VIII. La scopa.

Misera condizione del sesso debole! Sempre disparità di privilegi coll'uomo fino nella magìa: invece della bacchetta, alle streghe era concesso il manico della scopa. Questo vile arnese di casa, questo scettro delle fantesche era l'amico dello streghe. Esse potevano ad ogni loro piacere convertirlo in un serpe volante, in un quadrupede, in un uccello; vi si ponevano a cavallo e le trasportava lesto per l'aria ove desideravano; con questo viaggiavano specialmente al Sabbath.
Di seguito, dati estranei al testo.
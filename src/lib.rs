// SPDX-License-Identifier: MIT

//! Trainlink sync engine: keeps local activity records in step with a
//! user's account on an external fitness platform.
//!
//! Two ingestion paths feed one idempotent persist path: a pull sync
//! (manual trigger or the scheduled sweep) and provider webhook pushes.
//! Both converge on the same dedup -> map -> persist sequence, keyed by
//! (owner, external activity id).

pub mod config;
pub mod db;
pub mod error;
pub mod middleware;
pub mod models;
pub mod retry;
pub mod routes;
pub mod services;

use config::Config;
use db::Db;
use services::{SyncOrchestrator, TokenService};

/// Shared application state.
pub struct AppState {
    pub config: Config,
    pub db: Db,
    pub tokens: TokenService,
    pub sync: SyncOrchestrator,
}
Alcune streghe usavano del manico della scopa come di una bacchetta magica, e Cardano dice avere veduta una che uccise un figlio toccandolo solo al dorso col manico della scopa. È facile comprendere che questo fatto può esser vero, e se di quel manico ne fosse toccato per avventura sul dorso anche al credulo filosofo, avrebbe sentito di qual peso era la magìa della strega.

Però anche i maghi talvolta non isdegnavano scendere a questo vile arnese. Guglielmo Edeline confessò di essersi reso al Sabbath a cavallo di una scopa: erano come i nostri cavallerizzi, che nella campagna non isdegnano mutare il somarello col cavallo arabo.